* Supplied data *
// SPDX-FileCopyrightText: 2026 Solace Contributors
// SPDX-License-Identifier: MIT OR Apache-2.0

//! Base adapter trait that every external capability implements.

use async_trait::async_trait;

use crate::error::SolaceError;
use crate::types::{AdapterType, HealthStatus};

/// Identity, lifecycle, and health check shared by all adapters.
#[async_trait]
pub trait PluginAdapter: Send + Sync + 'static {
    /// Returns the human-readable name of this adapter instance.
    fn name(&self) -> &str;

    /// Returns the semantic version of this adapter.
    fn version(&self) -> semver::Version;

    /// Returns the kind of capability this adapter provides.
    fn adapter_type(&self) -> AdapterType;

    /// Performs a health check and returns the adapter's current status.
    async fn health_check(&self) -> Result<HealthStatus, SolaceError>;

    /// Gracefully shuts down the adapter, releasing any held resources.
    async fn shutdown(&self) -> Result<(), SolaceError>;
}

* Problem to work on *
Using the material above, filter for lines holding "self" and copy each one.

* Completed exercise *
    fn name(&self) -> &str;
    fn version(&self) -> semver::Version;
    fn adapter_type(&self) -> AdapterType;
    async fn health_check(&self) -> Result<HealthStatus, SolaceError>;
    async fn shutdown(&self) -> Result<(), SolaceError>;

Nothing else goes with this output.